_TRY IT_. Please return every line from the entries that has the string "parameters" in it.

# # # # #

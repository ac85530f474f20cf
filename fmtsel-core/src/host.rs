use crate::model::FormatDescriptor;

/// Contract for the external "downloader object" the original spec treats
/// as an out-of-scope collaborator: it owns the runtime parameters the
/// engine reads and the only side-effecting operation the engine ever
/// calls out to (probing whether a format is actually reachable).
pub trait SelectionHost {
    /// Forced output container for merges, e.g. `Some("mkv")`.
    fn merge_output_format(&self) -> Option<String>;
    /// Whether a merge may keep more than one audio stream.
    fn allow_multiple_audio_streams(&self) -> bool;
    /// Whether a merge may keep more than one video stream.
    fn allow_multiple_video_streams(&self) -> bool;
    /// Opt-in: only probe formats that actually got selected, rather than
    /// trusting every candidate in the input list.
    fn check_only_selected_formats(&self) -> bool;
    /// Probe a single elementary format for availability. Only called at
    /// all when `check_only_selected_formats` is true.
    fn check_format(&self, format: &FormatDescriptor) -> bool;
}

/// A host with no I/O: parameters are fixed at construction, and format
/// checking either always succeeds or is driven by an explicit allow-list.
/// Used by the demo CLI (no real probing backend) and by tests.
#[derive(Debug, Clone, Default)]
pub struct StaticHost {
    pub merge_output_format: Option<String>,
    pub allow_multiple_audio_streams: bool,
    pub allow_multiple_video_streams: bool,
    /// `None` means "don't check"; `Some(ids)` means only `format_id`s in
    /// `ids` are considered reachable.
    pub reachable_format_ids: Option<Vec<String>>,
}

impl SelectionHost for StaticHost {
    fn merge_output_format(&self) -> Option<String> {
        self.merge_output_format.clone()
    }

    fn allow_multiple_audio_streams(&self) -> bool {
        self.allow_multiple_audio_streams
    }

    fn allow_multiple_video_streams(&self) -> bool {
        self.allow_multiple_video_streams
    }

    fn check_only_selected_formats(&self) -> bool {
        self.reachable_format_ids.is_some()
    }

    fn check_format(&self, format: &FormatDescriptor) -> bool {
        match &self.reachable_format_ids {
            None => true,
            Some(ids) => format
                .format_id
                .as_deref()
                .map_or(false, |id| ids.iter().any(|allowed| allowed == id)),
        }
    }
}
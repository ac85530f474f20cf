//! Stamps two `env!`-visible build-time constants consumed by
//! `engine_version()`: the short git commit hash and the build date.

fn main() -> std::io::Result<()> {
    println!("cargo:rustc-env=GIT_HASH={}", short_commit_hash()?);
    println!(
        "cargo:rustc-env=BUILD_DATE={}",
        chrono::Utc::now().format("%F")
    );
    Ok(())
}

/// Empty string when `git` isn't on `PATH` or this isn't a git checkout
/// (e.g. a source tarball build); `engine_version` treats that as "no hash".
fn short_commit_hash() -> std::io::Result<String> {
    let output = std::process::Command::new("git")
        .args(["rev-parse", "--short", "HEAD"])
        .output();

    match output {
        Ok(out) if out.status.success() => {
            Ok(String::from_utf8_lossy(&out.stdout).trim().to_string())
        }
        Ok(_) => Ok(String::new()),
        Err(e) if e.kind() == std::io::ErrorKind::NotFound => Ok(String::new()),
        Err(e) => Err(e),
    }
}
use crate::error::{Result, SyntaxErrorKind};
use crate::filter::CompiledFilter;

use super::grammar::SelectorName;
use super::node::{Selector, SelectorKind, What};
use super::token::{Token, TokenStream};

#[derive(Debug, Clone, Copy, Default)]
struct Mode {
    inside_merge_formats: bool,
    inside_choice: bool,
    inside_group: bool,
}

/// Parse an entire selector string into a tree, or `None` for an empty
/// spec (an empty selector is meaningful at the top level but never valid
/// as a combinator operand, which `parse_tokens` enforces on its own).
pub fn parse(spec: &str) -> Result<Option<Selector>> {
    let mut tokens = TokenStream::new(spec);
    parse_tokens(&mut tokens, Mode::default())
}

fn parse_tokens(tokens: &mut TokenStream, mode: Mode) -> Result<Option<Selector>> {
    let mut last_selector: Option<Selector> = None;
    let mut current_selector: Option<Selector> = None;

    while let Some(token) = tokens.next() {
        match token {
            Token::FilterEnd => {
                return Err(tokens.syntax_error(SyntaxErrorKind::UnexpectedToken(token.describe())));
            }
            Token::GroupEnd => {
                if !mode.inside_group {
                    tokens.restore_token();
                }
                break;
            }
            Token::TakeFirst | Token::TakeAll if mode.inside_merge_formats => {
                tokens.restore_token();
                break;
            }
            Token::TakeAll if mode.inside_choice => {
                tokens.restore_token();
                break;
            }
            Token::TakeAll => {
                let Some(current) = current_selector.take() else {
                    return Err(tokens.syntax_error(SyntaxErrorKind::MissingLeftOperand(token.describe())));
                };
                last_selector = Some(match last_selector.take() {
                    Some(last) => Selector::new(SelectorKind::TakeAll(vec![last, current])),
                    None => current,
                });
            }
            Token::TakeFirst => {
                let Some(current) = current_selector.take() else {
                    return Err(tokens.syntax_error(SyntaxErrorKind::MissingLeftOperand(token.describe())));
                };
                let choice_mode = Mode {
                    inside_choice: true,
                    ..Mode::default()
                };
                let rhs = parse_tokens(tokens, choice_mode)?;
                let mut children = vec![current];
                if let Some(rhs) = rhs {
                    children.push(rhs);
                }
                current_selector = Some(Selector::new(SelectorKind::TakeFirst(children)));
            }
            Token::FilterStart => {
                let position = tokens.position();
                let body_token = tokens.next();
                let body = match body_token {
                    Some(Token::Name(body)) => body,
                    _ => return Err(tokens.syntax_error(SyntaxErrorKind::MalformedFilter)),
                };
                let filter = CompiledFilter::compile(&body, tokens.spec(), position)?;
                if !matches!(tokens.next(), Some(Token::FilterEnd)) {
                    return Err(tokens.syntax_error(SyntaxErrorKind::FilterNotClosed));
                }
                let selector = current_selector.get_or_insert_with(|| {
                    Selector::new(SelectorKind::SelectBest(What::default(), 1, None))
                });
                selector.filters.push(filter);
            }
            Token::GroupStart => {
                if current_selector.is_some() {
                    return Err(tokens.syntax_error(SyntaxErrorKind::UnexpectedToken(token.describe())));
                }
                let group_mode = Mode {
                    inside_group: true,
                    ..Mode::default()
                };
                current_selector = parse_tokens(tokens, group_mode)?;
            }
            Token::Merge | Token::MergeOptional => {
                let Some(current) = current_selector.take() else {
                    return Err(tokens.syntax_error(SyntaxErrorKind::MissingLeftOperand(token.describe())));
                };
                let merge_mode = Mode {
                    inside_merge_formats: true,
                    ..Mode::default()
                };
                let rhs = parse_tokens(tokens, merge_mode)?;
                let Some(rhs) = rhs else {
                    return Err(tokens.syntax_error(SyntaxErrorKind::MissingRightOperand(token.describe())));
                };
                let optional = token == Token::MergeOptional;
                current_selector = Some(Selector::new(SelectorKind::Merge(
                    Box::new(current),
                    Box::new(rhs),
                    optional,
                )));
            }
            Token::Name(name) => {
                current_selector = Some(parse_name(tokens, &name)?);
            }
        }
    }

    Ok(match (last_selector, current_selector) {
        (Some(last), Some(current)) => Some(Selector::new(SelectorKind::TakeAll(vec![last, current]))),
        (Some(last), None) => Some(last),
        (None, current) => current,
    })
}

fn parse_name(tokens: &TokenStream, name: &str) -> Result<Selector> {
    let Some(parsed) = SelectorName::parse(name) else {
        return Ok(Selector::new(SelectorKind::FormatId(name.to_string())));
    };
    if !parsed.is_valid() {
        return Err(tokens.syntax_error(SyntaxErrorKind::InvalidSelectorToken(name.to_string())));
    }

    let what = What(parsed.what_spec());
    let kind = if parsed.which.is_some() {
        let field = parsed.field.clone();
        if parsed.merge {
            SelectorKind::MergeBest(what, parsed.idx(), field)
        } else {
            SelectorKind::SelectBest(what, parsed.idx(), field)
        }
    } else if parsed.merge {
        SelectorKind::MergeAll(what)
    } else {
        SelectorKind::SelectAll(what)
    };
    Ok(Selector::new(kind))
}
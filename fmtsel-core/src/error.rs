use std::fmt;

/// The distinct ways a selector string can fail to parse.
///
/// Kept as its own enum (rather than collapsing everything into a single
/// string) so tests can assert on the exact failure mode instead of just
/// "it errored".
#[derive(Debug, Clone, PartialEq, Eq)]
pub enum SyntaxErrorKind {
    UnexpectedToken(String),
    MissingLeftOperand(String),
    MissingRightOperand(String),
    MalformedFilter,
    FilterNotClosed,
    InvalidSelectorToken(String),
}

impl fmt::Display for SyntaxErrorKind {
    fn fmt(&self, f: &mut fmt::Formatter<'_>) -> fmt::Result {
        match self {
            Self::UnexpectedToken(t) => write!(f, "unexpected {t:?}"),
            Self::MissingLeftOperand(t) => write!(f, "{t:?} must follow a format selector"),
            Self::MissingRightOperand(t) => write!(f, "{t:?} must be followed by a format selector"),
            Self::MalformedFilter => write!(f, "filter start must be followed by a filter body"),
            Self::FilterNotClosed => write!(f, "filters must be closed with ']'"),
            Self::InvalidSelectorToken(t) => write!(f, "invalid format selector {t:?}"),
        }
    }
}

/// A compile-time failure while tokenizing or parsing a selector string.
///
/// Carries the original spec and a byte offset so the `Display` impl can
/// render a caret pointing at the offending position, mirroring how the
/// Python original embeds the input string and a caret in its
/// `SyntaxError` message.
#[derive(Debug, Clone, PartialEq, Eq)]
pub struct SelectorError {
    pub spec: String,
    pub position: usize,
    pub kind: SyntaxErrorKind,
}

impl SelectorError {
    pub fn new(spec: impl Into<String>, position: usize, kind: SyntaxErrorKind) -> Self {
        let spec = spec.into();
        let position = position.min(spec.len());
        Self { spec, position, kind }
    }
}

impl fmt::Display for SelectorError {
    fn fmt(&self, f: &mut fmt::Formatter<'_>) -> fmt::Result {
        writeln!(f, "invalid format specification: {}", self.kind)?;
        writeln!(f, "\t{}", self.spec)?;
        write!(f, "\t{}^", " ".repeat(self.position))
    }
}

impl std::error::Error for SelectorError {}

pub type Result<T> = std::result::Result<T, SelectorError>;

# # # # #

_WRITTEN RESPONSE_.
/// as an out-of-scope collaborator: it owns the runtime parameters the
/// A host with no I/O: parameters are fixed at construction, and format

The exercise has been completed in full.